BEGIN

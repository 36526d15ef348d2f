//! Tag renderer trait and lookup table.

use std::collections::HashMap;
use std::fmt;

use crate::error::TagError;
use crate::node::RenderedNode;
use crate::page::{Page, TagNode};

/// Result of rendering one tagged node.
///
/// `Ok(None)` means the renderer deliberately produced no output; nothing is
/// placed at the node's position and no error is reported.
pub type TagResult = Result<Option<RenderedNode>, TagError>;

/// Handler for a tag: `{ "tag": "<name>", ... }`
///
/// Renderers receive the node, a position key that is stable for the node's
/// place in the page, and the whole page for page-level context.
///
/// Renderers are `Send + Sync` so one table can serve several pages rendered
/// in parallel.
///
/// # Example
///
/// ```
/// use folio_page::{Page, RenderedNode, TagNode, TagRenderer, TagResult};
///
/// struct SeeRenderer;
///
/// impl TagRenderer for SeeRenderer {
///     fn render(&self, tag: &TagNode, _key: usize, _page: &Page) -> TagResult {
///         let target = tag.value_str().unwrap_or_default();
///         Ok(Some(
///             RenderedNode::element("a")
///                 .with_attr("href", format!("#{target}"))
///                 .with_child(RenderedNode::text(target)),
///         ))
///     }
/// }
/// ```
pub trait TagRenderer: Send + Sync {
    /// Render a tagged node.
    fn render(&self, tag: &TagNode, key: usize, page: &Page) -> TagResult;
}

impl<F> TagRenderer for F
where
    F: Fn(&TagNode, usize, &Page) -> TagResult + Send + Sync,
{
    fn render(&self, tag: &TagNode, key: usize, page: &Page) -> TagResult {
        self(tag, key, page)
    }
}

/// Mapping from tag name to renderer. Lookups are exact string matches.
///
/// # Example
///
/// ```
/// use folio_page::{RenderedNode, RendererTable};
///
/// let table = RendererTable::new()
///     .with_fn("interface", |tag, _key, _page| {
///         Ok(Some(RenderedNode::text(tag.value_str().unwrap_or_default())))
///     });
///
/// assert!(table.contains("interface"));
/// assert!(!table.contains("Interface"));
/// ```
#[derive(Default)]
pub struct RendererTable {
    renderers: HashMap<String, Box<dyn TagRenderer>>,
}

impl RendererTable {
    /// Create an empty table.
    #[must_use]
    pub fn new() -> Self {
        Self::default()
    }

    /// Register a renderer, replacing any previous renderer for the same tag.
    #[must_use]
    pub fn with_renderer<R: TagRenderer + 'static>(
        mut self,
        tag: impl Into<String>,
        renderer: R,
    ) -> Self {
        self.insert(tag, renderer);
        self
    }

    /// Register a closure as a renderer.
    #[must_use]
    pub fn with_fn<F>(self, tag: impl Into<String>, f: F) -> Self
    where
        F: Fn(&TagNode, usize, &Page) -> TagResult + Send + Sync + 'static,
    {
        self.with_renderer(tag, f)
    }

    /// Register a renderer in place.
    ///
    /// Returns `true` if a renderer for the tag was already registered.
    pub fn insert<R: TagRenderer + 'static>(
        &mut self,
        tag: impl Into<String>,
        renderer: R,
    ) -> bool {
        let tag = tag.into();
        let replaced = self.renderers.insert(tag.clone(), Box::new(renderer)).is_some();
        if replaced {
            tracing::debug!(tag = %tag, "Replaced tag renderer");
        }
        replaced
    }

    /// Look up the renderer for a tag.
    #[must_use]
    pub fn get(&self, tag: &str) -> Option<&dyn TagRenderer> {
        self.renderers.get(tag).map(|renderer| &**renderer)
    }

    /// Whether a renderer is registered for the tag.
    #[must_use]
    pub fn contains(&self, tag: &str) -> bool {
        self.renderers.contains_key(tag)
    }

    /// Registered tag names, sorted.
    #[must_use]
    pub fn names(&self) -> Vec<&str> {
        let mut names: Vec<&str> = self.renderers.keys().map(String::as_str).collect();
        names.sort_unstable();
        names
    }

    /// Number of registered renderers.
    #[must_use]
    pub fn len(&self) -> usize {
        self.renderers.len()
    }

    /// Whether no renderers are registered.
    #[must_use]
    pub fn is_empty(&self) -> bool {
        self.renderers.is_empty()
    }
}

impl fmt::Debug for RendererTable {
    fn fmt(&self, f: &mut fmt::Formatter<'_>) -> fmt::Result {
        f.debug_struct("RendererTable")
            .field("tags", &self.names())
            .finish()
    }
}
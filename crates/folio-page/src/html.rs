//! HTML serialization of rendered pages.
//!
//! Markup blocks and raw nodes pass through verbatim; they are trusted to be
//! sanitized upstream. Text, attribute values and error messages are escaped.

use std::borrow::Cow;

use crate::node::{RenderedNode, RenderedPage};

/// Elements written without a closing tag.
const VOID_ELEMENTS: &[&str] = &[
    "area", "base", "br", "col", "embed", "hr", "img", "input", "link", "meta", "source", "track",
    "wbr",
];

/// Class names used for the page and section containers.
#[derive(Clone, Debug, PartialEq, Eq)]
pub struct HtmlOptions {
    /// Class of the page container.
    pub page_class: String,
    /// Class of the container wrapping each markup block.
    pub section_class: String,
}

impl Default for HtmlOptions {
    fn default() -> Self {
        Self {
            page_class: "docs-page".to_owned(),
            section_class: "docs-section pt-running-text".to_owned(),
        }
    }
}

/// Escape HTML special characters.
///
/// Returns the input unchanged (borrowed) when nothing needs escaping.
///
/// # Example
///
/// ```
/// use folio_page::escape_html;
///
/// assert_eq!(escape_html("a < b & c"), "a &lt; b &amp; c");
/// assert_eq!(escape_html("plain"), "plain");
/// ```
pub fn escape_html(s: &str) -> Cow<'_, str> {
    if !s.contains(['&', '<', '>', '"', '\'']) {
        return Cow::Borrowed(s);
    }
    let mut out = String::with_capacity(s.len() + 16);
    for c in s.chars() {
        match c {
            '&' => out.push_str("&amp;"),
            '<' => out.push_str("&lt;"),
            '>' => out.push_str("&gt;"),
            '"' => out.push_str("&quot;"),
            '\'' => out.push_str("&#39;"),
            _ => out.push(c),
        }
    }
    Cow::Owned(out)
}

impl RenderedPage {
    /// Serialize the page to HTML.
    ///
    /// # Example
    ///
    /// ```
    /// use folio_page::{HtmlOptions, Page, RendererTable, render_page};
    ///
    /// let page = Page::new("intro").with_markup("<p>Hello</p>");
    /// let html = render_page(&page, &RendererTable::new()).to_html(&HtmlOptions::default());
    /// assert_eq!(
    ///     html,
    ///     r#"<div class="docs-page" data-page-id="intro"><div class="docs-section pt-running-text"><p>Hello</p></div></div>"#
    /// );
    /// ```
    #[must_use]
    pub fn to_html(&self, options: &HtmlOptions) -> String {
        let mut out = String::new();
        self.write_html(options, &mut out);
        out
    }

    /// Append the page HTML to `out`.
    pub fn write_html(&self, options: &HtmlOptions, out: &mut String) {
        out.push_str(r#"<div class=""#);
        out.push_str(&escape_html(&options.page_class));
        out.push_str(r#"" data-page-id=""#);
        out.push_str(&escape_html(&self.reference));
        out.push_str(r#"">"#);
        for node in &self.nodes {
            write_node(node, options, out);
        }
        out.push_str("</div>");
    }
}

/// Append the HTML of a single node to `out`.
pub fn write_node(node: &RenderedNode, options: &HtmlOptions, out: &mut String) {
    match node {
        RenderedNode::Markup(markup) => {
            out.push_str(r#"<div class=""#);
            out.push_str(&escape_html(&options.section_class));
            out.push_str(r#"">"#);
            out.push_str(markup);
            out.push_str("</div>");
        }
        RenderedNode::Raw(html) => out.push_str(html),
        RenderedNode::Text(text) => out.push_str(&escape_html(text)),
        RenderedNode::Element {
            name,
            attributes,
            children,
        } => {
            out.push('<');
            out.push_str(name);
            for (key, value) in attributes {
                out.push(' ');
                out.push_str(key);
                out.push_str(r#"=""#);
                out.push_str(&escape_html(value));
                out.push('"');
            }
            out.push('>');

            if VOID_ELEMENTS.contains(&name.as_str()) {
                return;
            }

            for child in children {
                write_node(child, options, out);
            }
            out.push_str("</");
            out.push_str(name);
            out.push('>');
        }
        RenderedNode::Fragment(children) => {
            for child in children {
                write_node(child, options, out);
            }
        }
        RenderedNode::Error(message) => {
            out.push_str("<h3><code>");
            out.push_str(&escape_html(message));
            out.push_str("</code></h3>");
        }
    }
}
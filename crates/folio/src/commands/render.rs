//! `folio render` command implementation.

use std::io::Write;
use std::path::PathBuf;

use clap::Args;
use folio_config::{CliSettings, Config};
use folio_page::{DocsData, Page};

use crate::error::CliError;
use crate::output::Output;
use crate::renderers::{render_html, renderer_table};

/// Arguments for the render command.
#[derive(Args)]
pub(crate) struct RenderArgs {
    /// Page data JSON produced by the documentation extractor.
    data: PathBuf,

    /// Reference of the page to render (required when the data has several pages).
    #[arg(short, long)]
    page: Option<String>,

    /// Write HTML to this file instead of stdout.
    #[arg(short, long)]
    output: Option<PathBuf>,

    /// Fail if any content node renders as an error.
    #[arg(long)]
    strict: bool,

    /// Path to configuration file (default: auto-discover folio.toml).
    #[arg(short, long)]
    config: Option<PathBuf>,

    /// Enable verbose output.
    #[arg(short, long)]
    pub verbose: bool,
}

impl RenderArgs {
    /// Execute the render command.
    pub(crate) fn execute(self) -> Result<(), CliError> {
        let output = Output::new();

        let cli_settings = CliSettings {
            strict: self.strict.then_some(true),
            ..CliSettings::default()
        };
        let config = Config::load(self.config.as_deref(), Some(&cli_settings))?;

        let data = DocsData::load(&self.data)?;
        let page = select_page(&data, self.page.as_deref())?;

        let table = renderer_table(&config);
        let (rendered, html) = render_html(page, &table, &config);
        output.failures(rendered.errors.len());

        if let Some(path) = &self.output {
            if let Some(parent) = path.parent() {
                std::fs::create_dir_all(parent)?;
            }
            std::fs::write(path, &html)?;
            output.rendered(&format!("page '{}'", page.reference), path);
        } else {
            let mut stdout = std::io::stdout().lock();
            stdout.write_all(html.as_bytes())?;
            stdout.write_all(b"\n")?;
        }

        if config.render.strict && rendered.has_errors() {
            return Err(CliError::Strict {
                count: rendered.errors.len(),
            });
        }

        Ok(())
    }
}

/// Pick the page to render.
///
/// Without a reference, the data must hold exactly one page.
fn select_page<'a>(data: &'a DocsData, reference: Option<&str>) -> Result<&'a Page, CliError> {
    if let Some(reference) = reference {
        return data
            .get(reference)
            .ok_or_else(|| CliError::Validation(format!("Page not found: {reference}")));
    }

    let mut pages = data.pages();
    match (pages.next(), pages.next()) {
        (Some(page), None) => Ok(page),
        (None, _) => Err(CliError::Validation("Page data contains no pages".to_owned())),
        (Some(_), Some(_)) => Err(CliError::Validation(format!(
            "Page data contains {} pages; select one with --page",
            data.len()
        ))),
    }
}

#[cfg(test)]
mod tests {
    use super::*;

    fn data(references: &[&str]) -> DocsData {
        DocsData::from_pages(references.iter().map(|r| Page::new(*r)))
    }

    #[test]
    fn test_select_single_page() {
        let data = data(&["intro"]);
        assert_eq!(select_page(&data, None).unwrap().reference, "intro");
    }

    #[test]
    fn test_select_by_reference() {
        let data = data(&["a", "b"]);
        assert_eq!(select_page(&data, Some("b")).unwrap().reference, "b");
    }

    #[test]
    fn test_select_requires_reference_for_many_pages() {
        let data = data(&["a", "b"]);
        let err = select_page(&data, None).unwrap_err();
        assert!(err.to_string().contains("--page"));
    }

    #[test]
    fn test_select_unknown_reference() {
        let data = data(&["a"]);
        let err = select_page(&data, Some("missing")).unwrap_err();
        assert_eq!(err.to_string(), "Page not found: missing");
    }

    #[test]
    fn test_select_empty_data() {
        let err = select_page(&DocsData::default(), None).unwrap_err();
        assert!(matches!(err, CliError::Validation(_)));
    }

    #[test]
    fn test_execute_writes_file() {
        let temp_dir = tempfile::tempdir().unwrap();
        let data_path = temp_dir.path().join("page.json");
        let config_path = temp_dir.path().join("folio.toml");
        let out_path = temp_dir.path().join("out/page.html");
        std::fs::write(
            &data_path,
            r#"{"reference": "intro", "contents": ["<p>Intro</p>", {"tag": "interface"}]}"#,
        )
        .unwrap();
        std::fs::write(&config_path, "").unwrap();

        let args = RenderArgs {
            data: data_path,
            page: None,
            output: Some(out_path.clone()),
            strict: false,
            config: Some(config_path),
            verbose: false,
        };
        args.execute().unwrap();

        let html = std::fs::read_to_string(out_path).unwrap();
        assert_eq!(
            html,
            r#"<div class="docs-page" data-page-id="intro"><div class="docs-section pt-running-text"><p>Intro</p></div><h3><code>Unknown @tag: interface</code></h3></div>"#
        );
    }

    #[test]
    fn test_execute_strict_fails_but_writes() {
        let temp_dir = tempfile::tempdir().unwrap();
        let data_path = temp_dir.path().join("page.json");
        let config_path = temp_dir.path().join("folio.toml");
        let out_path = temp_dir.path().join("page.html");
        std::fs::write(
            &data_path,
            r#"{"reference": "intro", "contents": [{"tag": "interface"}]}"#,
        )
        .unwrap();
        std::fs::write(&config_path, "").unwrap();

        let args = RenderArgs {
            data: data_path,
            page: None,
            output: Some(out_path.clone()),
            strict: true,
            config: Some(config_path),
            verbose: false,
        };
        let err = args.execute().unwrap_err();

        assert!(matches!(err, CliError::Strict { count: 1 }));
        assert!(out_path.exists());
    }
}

END

THE PROBLEM
Your output should be the listing's lines, exact and complete, from its first line to the line that contains "pub type TagResult", inclusive.

SOLVED PROBLEM
repository 36526d15ef348d2f
//! Tag renderer trait and lookup table.

use std::collections::HashMap;
use std::fmt;

use crate::error::TagError;
use crate::node::RenderedNode;
use crate::page::{Page, TagNode};

/// Result of rendering one tagged node.
///
/// `Ok(None)` means the renderer deliberately produced no output; nothing is
/// placed at the node's position and no error is reported.
pub type TagResult = Result<Option<RenderedNode>, TagError>;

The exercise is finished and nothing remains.